--- Records shown Enclosed Below ---
//! Pipeline orchestration and document logic for blogbook.
//!
//! This crate ties together discovery, extraction, ordering, assembly and
//! rendering into the end-to-end [`Converter::convert`] workflow.

pub mod assembler;
pub mod ordering;
pub mod pipeline;
pub mod toc;

pub use assembler::assemble;
pub use ordering::{order_posts, validate_order};
pub use pipeline::{ConvertConfig, ConvertResult, Converter, ProgressReporter, SilentProgress};
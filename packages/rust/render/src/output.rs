//! Atomic output writing.

use std::path::{Path, PathBuf};

use sha2::{Digest, Sha256};
use tracing::debug;

use blogbook_shared::{BlogbookError, Result};

/// What a renderer wrote.
#[derive(Debug, Clone, PartialEq, Eq)]
pub struct RenderOutput {
    pub path: PathBuf,
    pub bytes: u64,
    /// Hex SHA-256 of the file contents.
    pub sha256: String,
}

impl RenderOutput {
    pub(crate) fn describe(path: &Path, contents: &[u8]) -> Self {
        Self {
            path: path.to_path_buf(),
            bytes: contents.len() as u64,
            sha256: sha256_hex(contents),
        }
    }
}

/// Write `contents` to `target` through a sibling temp file and a rename.
///
/// Parent directories are created as needed. On error the temp file is
/// removed and `target` is left untouched.
pub fn write_atomic(target: &Path, contents: &[u8]) -> Result<RenderOutput> {
    let temp = temp_sibling(target, "tmp");
    if let Some(parent) = temp.parent().filter(|p| !p.as_os_str().is_empty()) {
        std::fs::create_dir_all(parent).map_err(|e| BlogbookError::io(parent, e))?;
    }

    std::fs::write(&temp, contents).map_err(|e| {
        let _ = std::fs::remove_file(&temp);
        BlogbookError::io(&temp, e)
    })?;
    std::fs::rename(&temp, target).map_err(|e| {
        let _ = std::fs::remove_file(&temp);
        BlogbookError::io(target, e)
    })?;

    debug!(path = %target.display(), size = contents.len(), "wrote output");
    Ok(RenderOutput::describe(target, contents))
}

/// `dir/.name.{suffix}` next to `target`.
pub(crate) fn temp_sibling(target: &Path, suffix: &str) -> PathBuf {
    let name = target
        .file_name()
        .map(|n| n.to_string_lossy().into_owned())
        .unwrap_or_else(|| "output".into());
    target.with_file_name(format!(".{name}.{suffix}"))
}

fn sha256_hex(contents: &[u8]) -> String {
    let mut hasher = Sha256::new();
    hasher.update(contents);
    format!("{:x}", hasher.finalize())
}
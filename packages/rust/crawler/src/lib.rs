//! Fetching, page parsing and post extraction.
//!
//! This crate provides:
//! - [`Fetcher`] / [`HttpFetcher`]: retrieve raw HTML
//! - [`parsers`]: the [`PageParser`] trait, the generic parser and built-in
//!   per-site parsers, selected through [`ParserRegistry`]
//! - [`dates`]: publish date extraction
//! - [`PostExtractor`]: concurrent, cancellable extraction of discovered posts

pub mod dates;
pub mod extractor;
pub mod fetch;
pub mod parsers;

pub use extractor::{ExtractionResult, PostExtractor};
pub use fetch::{Fetcher, HttpFetcher};
pub use parsers::{
    CedarDbParser, GenericParser, PageParser, ParseContext, ParserRegistry, SirupsenParser,
    TigerBeetleParser,
};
--- End of Enclosed Records shown ---
Problem statement:
Taking the line containing "let mut hasher = Sha256::new();" as the first, please return it and every line after it through the end of the entries, exactly and only those.

Result for this task:
    let mut hasher = Sha256::new();
    hasher.update(contents);
    format!("{:x}", hasher.finalize())
}
filename packages/rust/crawler/src/lib.rs
//! Fetching, page parsing and post extraction.
//!
//! This crate provides:
//! - [`Fetcher`] / [`HttpFetcher`]: retrieve raw HTML
//! - [`parsers`]: the [`PageParser`] trait, the generic parser and built-in
//!   per-site parsers, selected through [`ParserRegistry`]
//! - [`dates`]: publish date extraction
//! - [`PostExtractor`]: concurrent, cancellable extraction of discovered posts

pub mod dates;
pub mod extractor;
pub mod fetch;
pub mod parsers;

pub use extractor::{ExtractionResult, PostExtractor};
pub use fetch::{Fetcher, HttpFetcher};
pub use parsers::{
    CedarDbParser, GenericParser, PageParser, ParseContext, ParserRegistry, SirupsenParser,
    TigerBeetleParser,
};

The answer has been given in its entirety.